Climate change is unpredictable. Maine’s climate might actually improve in some respects, say for tourists, but lobstermen may have to reorganize their businesses to contend with a glut of shedders earlier than the tourists arrive or lose more of their catch shell disease. Maine’s ski areas may have spend a lot more money making snow; the leaf peeping season may be less satisfyingly intense. But these are minor qualms compared with the potential desertification of the American Southwest, the removal of entire communities from the shifting sands of the Outer Banks, the cost of higher levees along the banks of cities next to flooding rivers or the entire Midwest American Corn Belt moving north.

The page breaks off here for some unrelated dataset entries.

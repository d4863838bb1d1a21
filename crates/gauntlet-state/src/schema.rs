//! Record types for the checkpoint tree
//!
//! - `Checkpoint`: immutable node (one parent, except the root)
//! - `Branch`: named pointer into the tree plus its execution overrides
//! - `HistorySlot`: checkpoints archived by a rewind, recoverable by version

use chrono::{DateTime, Utc};
use serde::{Deserialize, Serialize};
use uuid::Uuid;

use crate::storage_traits::ContentDigest;

/// Name of the branch created with a sprint's root checkpoint.
pub const MAIN_BRANCH: &str = "main";

/// Unique identifier of a checkpoint node
#[derive(Debug, Clone, PartialEq, Eq, Hash, PartialOrd, Ord, Serialize, Deserialize)]
pub struct CheckpointId(pub String);

impl CheckpointId {
    /// Generate a new random id
    pub fn new() -> Self {
        CheckpointId(Uuid::new_v4().to_string())
    }

    /// Short form (first 8 chars)
    pub fn short(&self) -> &str {
        &self.0[..8.min(self.0.len())]
    }
}

impl Default for CheckpointId {
    fn default() -> Self {
        Self::new()
    }
}

impl std::fmt::Display for CheckpointId {
    fn fmt(&self, f: &mut std::fmt::Formatter<'_>) -> std::fmt::Result {
        write!(f, "{}", self.0)
    }
}

impl From<&str> for CheckpointId {
    fn from(s: &str) -> Self {
        CheckpointId(s.to_string())
    }
}

/// Coarse-grained sprint status written back to the record store.
#[derive(Debug, Clone, Copy, PartialEq, Eq, Serialize, Deserialize)]
#[serde(rename_all = "snake_case")]
pub enum SprintStatus {
    Planned,
    Active,
    Completed,
    Failed,
}

impl std::fmt::Display for SprintStatus {
    fn fmt(&self, f: &mut std::fmt::Formatter<'_>) -> std::fmt::Result {
        let s = match self {
            Self::Planned => "planned",
            Self::Active => "active",
            Self::Completed => "completed",
            Self::Failed => "failed",
        };
        write!(f, "{s}")
    }
}

/// Captured execution state stored in a checkpoint.
#[derive(Debug, Clone, PartialEq, Serialize, Deserialize)]
pub struct CheckpointState {
    /// Sprint status at capture time
    pub status: SprintStatus,
    /// Phase the sprint was in (None before the first phase)
    pub current_phase: Option<String>,
    /// Opaque workspace snapshot reference
    pub workspace_ref: Option<String>,
    /// Engine-defined payload (attempt summaries, winning output, ...)
    pub data: serde_json::Value,
}

impl CheckpointState {
    pub fn new(status: SprintStatus) -> Self {
        Self {
            status,
            current_phase: None,
            workspace_ref: None,
            data: serde_json::Value::Null,
        }
    }

    pub fn with_phase(mut self, phase: impl Into<String>) -> Self {
        self.current_phase = Some(phase.into());
        self
    }

    pub fn with_workspace_ref(mut self, workspace_ref: Option<String>) -> Self {
        self.workspace_ref = workspace_ref;
        self
    }

    pub fn with_data(mut self, data: serde_json::Value) -> Self {
        self.data = data;
        self
    }

    /// SHA-256 over the canonical JSON form (object keys sorted).
    pub fn digest(&self) -> ContentDigest {
        let bytes = serde_json::to_vec(self).unwrap_or_default();
        ContentDigest::from_bytes(&bytes)
    }
}

/// Immutable node in a sprint's checkpoint tree
#[derive(Debug, Clone, PartialEq, Serialize, Deserialize)]
pub struct Checkpoint {
    pub id: CheckpointId,
    pub sprint_id: String,
    /// Monotonic within the sprint, across all branches
    pub sequence: u64,
    pub label: String,
    /// None only for the sprint's root
    pub parent_id: Option<CheckpointId>,
    /// Branch the checkpoint was written on
    pub branch: String,
    pub state: CheckpointState,
    pub state_digest: ContentDigest,
    pub created_at: DateTime<Utc>,
}

impl Checkpoint {
    /// Build a new node. The sequence is assigned by the store on insert.
    pub fn new(
        sprint_id: &str,
        branch: &str,
        label: &str,
        parent_id: Option<CheckpointId>,
        state: CheckpointState,
    ) -> Self {
        let state_digest = state.digest();
        Checkpoint {
            id: CheckpointId::new(),
            sprint_id: sprint_id.to_string(),
            sequence: 0,
            label: label.to_string(),
            parent_id,
            branch: branch.to_string(),
            state,
            state_digest,
            created_at: Utc::now(),
        }
    }

    pub fn is_root(&self) -> bool {
        self.parent_id.is_none()
    }
}

/// Overrides applied when execution continues on a branch.
///
/// The store keeps these verbatim; the engine interprets them.
#[derive(Debug, Clone, Default, PartialEq, Serialize, Deserialize)]
pub struct BranchConfig {
    /// Branch name (generated when absent)
    #[serde(default)]
    pub name: Option<String>,
    /// Restrict candidates to these backend providers
    #[serde(default)]
    pub backends: Option<Vec<String>>,
    /// Named judge to use instead of the default
    #[serde(default)]
    pub judge: Option<String>,
    /// Re-run only this phase
    #[serde(default)]
    pub replay_phase: Option<String>,
    /// Free-form parameters forwarded to backends
    #[serde(default)]
    pub parameters: serde_json::Value,
}

impl BranchConfig {
    pub fn named(name: impl Into<String>) -> Self {
        Self {
            name: Some(name.into()),
            ..Self::default()
        }
    }

    pub fn with_backends(mut self, providers: Vec<String>) -> Self {
        self.backends = Some(providers);
        self
    }

    pub fn with_judge(mut self, judge: impl Into<String>) -> Self {
        self.judge = Some(judge.into());
        self
    }

    pub fn replaying(mut self, phase: impl Into<String>) -> Self {
        self.replay_phase = Some(phase.into());
        self
    }
}

/// Named pointer into the checkpoint tree
#[derive(Debug, Clone, PartialEq, Serialize, Deserialize)]
pub struct Branch {
    pub name: String,
    pub sprint_id: String,
    /// Checkpoint the branch diverged from (the root for `main`)
    pub origin: CheckpointId,
    /// Latest checkpoint on the branch
    pub head: CheckpointId,
    pub config: BranchConfig,
    pub created_at: DateTime<Utc>,
}

/// Checkpoints moved out of the live tree by a rewind
#[derive(Debug, Clone, PartialEq, Serialize, Deserialize)]
pub struct HistorySlot {
    /// 1-based, increasing per sprint
    pub version: u32,
    pub branch: String,
    /// Checkpoint the branch head was moved to
    pub rewound_to: CheckpointId,
    /// Branch head before the rewind
    pub previous_head: CheckpointId,
    /// Archived nodes, oldest first
    pub checkpoints: Vec<Checkpoint>,
    pub archived_at: DateTime<Utc>,
}

#[cfg(test)]
mod tests {
    use super::*;

    #[test]
    fn state_digest_is_stable() {
        let a = CheckpointState::new(SprintStatus::Active)
            .with_phase("plan")
            .with_data(serde_json::json!({"b": 1, "a": 2}));
        let b = CheckpointState::new(SprintStatus::Active)
            .with_phase("plan")
            .with_data(serde_json::json!({"a": 2, "b": 1}));
        assert_eq!(a.digest(), b.digest());
    }

    #[test]
    fn state_digest_changes_with_phase() {
        let a = CheckpointState::new(SprintStatus::Active).with_phase("plan");
        let b = CheckpointState::new(SprintStatus::Active).with_phase("build");
        assert_ne!(a.digest(), b.digest());
    }

    #[test]
    fn sprint_status_serializes_snake_case() {
        let json = serde_json::to_string(&SprintStatus::Completed).unwrap();
        assert_eq!(json, "\"completed\"");
        assert_eq!(SprintStatus::Failed.to_string(), "failed");
    }

    #[test]
    fn branch_config_builder() {
        let cfg = BranchConfig::named("alt")
            .with_backends(vec!["openai".into()])
            .with_judge("strict")
            .replaying("build");
        assert_eq!(cfg.name.as_deref(), Some("alt"));
        assert_eq!(cfg.backends.as_ref().unwrap().len(), 1);
        assert_eq!(cfg.judge.as_deref(), Some("strict"));
        assert_eq!(cfg.replay_phase.as_deref(), Some("build"));
    }

    #[test]
    fn new_checkpoint_carries_digest() {
        let state = CheckpointState::new(SprintStatus::Planned);
        let cp = Checkpoint::new("s1", MAIN_BRANCH, "root", None, state.clone());
        assert!(cp.is_root());
        assert_eq!(cp.state_digest, state.digest());
    }
}
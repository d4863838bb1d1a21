//! Pluggable evaluators for accepted phase output.
//!
//! - `Evaluator`: the plugin trait (deterministic or subjective)
//! - `EvaluatorRegistry`: scoped registration and isolated execution
//! - `builtin`: deterministic checks (non-empty, patterns, length)
//! - `rubric`: model-graded subjective check
//! - `EvaluatorSpec`: config-file description of a built-in evaluator

pub mod builtin;
pub mod registry;
pub mod rubric;

use std::sync::Arc;

use async_trait::async_trait;
use serde::{Deserialize, Serialize};

use crate::backend::{BackendConfig, BackendExecutor};
use crate::config::ConfigError;
use crate::domain::EvaluationResult;

pub use builtin::{LengthBounds, NonEmptyOutput, PatternEvaluator};
pub use registry::EvaluatorRegistry;
pub use rubric::RubricEvaluator;

/// What an evaluator knows about the attempt it is checking.
#[derive(Debug, Clone, Default, Serialize, Deserialize)]
pub struct EvaluationContext {
    pub sprint_id: String,
    pub attempt: u32,
    pub goal: String,
    pub workspace_ref: Option<String>,
}

/// A pluggable check over a phase's accepted output.
///
/// Errors are arbitrary; the registry turns them into failing results.
#[async_trait]
pub trait Evaluator: Send + Sync {
    fn name(&self) -> &str;

    /// Free-form grouping tag ("structure", "quality", ...)
    fn category(&self) -> &str;

    /// Deterministic evaluators run in both fast and full mode.
    fn is_deterministic(&self) -> bool;

    async fn evaluate(
        &self,
        phase: &str,
        output: &str,
        ctx: &EvaluationContext,
    ) -> anyhow::Result<EvaluationResult>;
}

/// Which phases an evaluator applies to.
#[derive(Debug, Clone, PartialEq, Eq)]
pub enum PhaseScope {
    All,
    Phases(Vec<String>),
}

impl PhaseScope {
    pub fn phases<I, S>(phases: I) -> Self
    where
        I: IntoIterator<Item = S>,
        S: Into<String>,
    {
        Self::Phases(phases.into_iter().map(Into::into).collect())
    }

    pub fn matches(&self, phase: &str) -> bool {
        match self {
            Self::All => true,
            Self::Phases(phases) => phases.iter().any(|p| p == phase),
        }
    }
}

/// Which evaluators to run.
#[derive(Debug, Clone, Copy, Default, Serialize, Deserialize, PartialEq, Eq)]
#[serde(rename_all = "lowercase")]
pub enum EvaluationMode {
    /// Deterministic evaluators only
    Fast,
    /// Deterministic and subjective evaluators
    #[default]
    Full,
}

impl std::str::FromStr for EvaluationMode {
    type Err = String;

    fn from_str(s: &str) -> Result<Self, Self::Err> {
        match s.to_ascii_lowercase().as_str() {
            "fast" => Ok(Self::Fast),
            "full" => Ok(Self::Full),
            other => Err(format!("unknown evaluation mode: {other}")),
        }
    }
}

fn default_threshold() -> f64 {
    0.7
}

/// Config-file description of a built-in evaluator.
#[derive(Debug, Clone, Serialize, Deserialize, PartialEq)]
#[serde(tag = "kind", rename_all = "snake_case")]
pub enum EvaluatorKind {
    NonEmpty,
    Pattern {
        #[serde(default)]
        required: Vec<String>,
        #[serde(default)]
        forbidden: Vec<String>,
    },
    Length {
        #[serde(default)]
        min_chars: usize,
        #[serde(default)]
        max_chars: Option<usize>,
    },
    Rubric {
        rubric: String,
        provider: String,
        model: String,
        #[serde(default = "default_threshold")]
        threshold: f64,
    },
}

/// `[[evaluators]]` entry.
#[derive(Debug, Clone, Serialize, Deserialize, PartialEq)]
pub struct EvaluatorSpec {
    /// Defaults to the kind name
    #[serde(default)]
    pub name: Option<String>,
    /// Empty means all phases
    #[serde(default)]
    pub phases: Vec<String>,
    #[serde(flatten)]
    pub kind: EvaluatorKind,
}

impl EvaluatorSpec {
    pub fn scope(&self) -> PhaseScope {
        if self.phases.is_empty() {
            PhaseScope::All
        } else {
            PhaseScope::Phases(self.phases.clone())
        }
    }

    /// Instantiate the evaluator. Rubric evaluators grade through `backend`.
    pub fn build(&self, backend: Arc<dyn BackendExecutor>) -> Result<Arc<dyn Evaluator>, ConfigError> {
        let name = |default: &str| self.name.clone().unwrap_or_else(|| default.to_string());
        let evaluator: Arc<dyn Evaluator> = match &self.kind {
            EvaluatorKind::NonEmpty => Arc::new(NonEmptyOutput::named(name("non_empty"))),
            EvaluatorKind::Pattern { required, forbidden } => Arc::new(
                PatternEvaluator::new(name("pattern"), required.as_slice(), forbidden.as_slice())
                    .map_err(|e| ConfigError::Invalid(format!("bad evaluator pattern: {e}")))?,
            ),
            EvaluatorKind::Length { min_chars, max_chars } => {
                if let Some(max) = max_chars {
                    if max < min_chars {
                        return Err(ConfigError::Invalid(format!(
                            "length evaluator max_chars {max} is below min_chars {min_chars}"
                        )));
                    }
                }
                Arc::new(LengthBounds::new(name("length"), *min_chars, *max_chars))
            }
            EvaluatorKind::Rubric {
                rubric,
                provider,
                model,
                threshold,
            } => {
                if !(0.0..=1.0).contains(threshold) {
                    return Err(ConfigError::Invalid(format!(
                        "rubric threshold {threshold} is outside [0, 1]"
                    )));
                }
                Arc::new(
                    RubricEvaluator::new(name("rubric"), backend, BackendConfig::new(provider, model), rubric)
                        .with_threshold(*threshold),
                )
            }
        };
        Ok(evaluator)
    }
}
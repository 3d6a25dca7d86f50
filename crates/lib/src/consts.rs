/// Name of the application, written into the banner of generated makefiles.
pub const APP_NAME: &str = "mkmerge";

/// File name of the generated makefile.
pub const MAKEFILE_NAME: &str = "Android.mk";

/// Default plan file looked up when none is given on the command line.
pub const DEFAULT_PLAN_FILENAME: &str = "mkmerge.json";

/// Make variable holding the architecture being built.
pub const TARGET_ARCH_VAR: &str = "TARGET_ARCH";
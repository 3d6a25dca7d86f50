//! Fixed boilerplate for generated makefiles.

use serde::{Deserialize, Serialize};

use crate::consts::APP_NAME;

/// Banner written at the top of every generated makefile.
pub fn autogen_banner() -> String {
  format!(
    "\
###############################################################################
#
# THIS FILE IS AUTOGENERATED BY {APP_NAME}. DO NOT EDIT.
#
# It is produced by merging per-architecture build snapshots. Definitions
# shared by every architecture come first; each conditional block below only
# appends what a single architecture adds.
#
###############################################################################
"
  )
}

/// Build rule included at the end of the makefile unless overridden.
pub const DEFAULT_BUILD_RULE: &str = "BUILD_SHARED_LIBRARY";

/// Boilerplate surrounding the generated variable blocks.
///
/// Loaded from the `template` section of a plan file; every field has a
/// default so the section may be omitted entirely.
#[derive(Debug, Clone, PartialEq, Eq, Serialize, Deserialize)]
#[serde(default)]
pub struct MakefileTemplate {
  /// Comment block written first. Lines should start with `#`.
  pub banner: String,
  /// Value for `LOCAL_MODULE`, if the makefile should set one.
  pub module_name: Option<String>,
  /// Raw lines written after `include $(CLEAR_VARS)`.
  pub preamble: Vec<String>,
  /// Make variable naming the build rule to include at the end.
  pub build_rule: String,
  /// Raw lines written after the build rule.
  pub trailer: Vec<String>,
}

impl Default for MakefileTemplate {
  fn default() -> Self {
    Self {
      banner: autogen_banner(),
      module_name: None,
      preamble: Vec::new(),
      build_rule: DEFAULT_BUILD_RULE.to_string(),
      trailer: Vec::new(),
    }
  }
}

impl MakefileTemplate {
  pub(crate) fn render_header(&self, out: &mut String) {
    if !self.banner.is_empty() {
      out.push_str(&self.banner);
      if !self.banner.ends_with('\n') {
        out.push('\n');
      }
      out.push('\n');
    }
    out.push_str("LOCAL_PATH := $(call my-dir)\n");
    out.push_str("include $(CLEAR_VARS)\n");
    if let Some(module) = &self.module_name {
      out.push_str(&format!("LOCAL_MODULE := {}\n", module));
    }
    for line in &self.preamble {
      out.push_str(line);
      out.push('\n');
    }
    out.push('\n');
  }

  pub(crate) fn render_footer(&self, out: &mut String) {
    out.push_str(&format!("include $({})\n", self.build_rule));
    for line in &self.trailer {
      out.push_str(line);
      out.push('\n');
    }
  }
}

#[cfg(test)]
mod tests {
  use super::*;

  #[test]
  fn default_header_and_footer() {
    let template = MakefileTemplate {
      banner: "# generated".to_string(),
      ..Default::default()
    };

    let mut out = String::new();
    template.render_header(&mut out);
    template.render_footer(&mut out);

    assert_eq!(
      out,
      "# generated\n\nLOCAL_PATH := $(call my-dir)\ninclude $(CLEAR_VARS)\n\ninclude $(BUILD_SHARED_LIBRARY)\n"
    );
  }

  #[test]
  fn module_preamble_and_trailer() {
    let template = MakefileTemplate {
      banner: String::new(),
      module_name: Some("libskia".to_string()),
      preamble: vec!["LOCAL_ARM_MODE := thumb".to_string()],
      build_rule: "BUILD_STATIC_LIBRARY".to_string(),
      trailer: vec!["include $(call all-makefiles-under,$(LOCAL_PATH))".to_string()],
    };

    let mut header = String::new();
    template.render_header(&mut header);
    assert_eq!(
      header,
      "LOCAL_PATH := $(call my-dir)\ninclude $(CLEAR_VARS)\nLOCAL_MODULE := libskia\nLOCAL_ARM_MODE := thumb\n\n"
    );

    let mut footer = String::new();
    template.render_footer(&mut footer);
    assert_eq!(
      footer,
      "include $(BUILD_STATIC_LIBRARY)\ninclude $(call all-makefiles-under,$(LOCAL_PATH))\n"
    );
  }

  #[test]
  fn partial_template_uses_defaults() {
    let template: MakefileTemplate = serde_json::from_str(r#"{ "module_name": "libfoo" }"#).unwrap();
    assert_eq!(template.module_name.as_deref(), Some("libfoo"));
    assert_eq!(template.build_rule, DEFAULT_BUILD_RULE);
    assert_eq!(template.banner, autogen_banner());
    assert!(template.banner.contains("AUTOGENERATED BY mkmerge. DO NOT EDIT."));
  }
}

One of the ways of insuring against these potential catastrophes is some form of carbon tax. That is, taxing the production of carbon dioxide that ends up in the air to warm the planet in order to incent the transition to new forms of energy. All of economic life depends on energy and lots of it. We are never going to stop producing energy. But the question is what kind of energy and how much of our carbon-based fuel endowment we are going to burn before we make a serious effort to hedge our bets and shift to other forms of energy. Our markets are poised to react to incentives.
The best estimates of using a carbon tax to insure against planet-wide and irreversible local disruptions are on the order of several hundred dollars per year for each American. Makes health insurance tax—or was it a mandate—look paltry.
Too bad it is an election year when we cannot discuss serious issues.
Philip Conkling is president and founder of the Island Institute based in Rockland, Maine.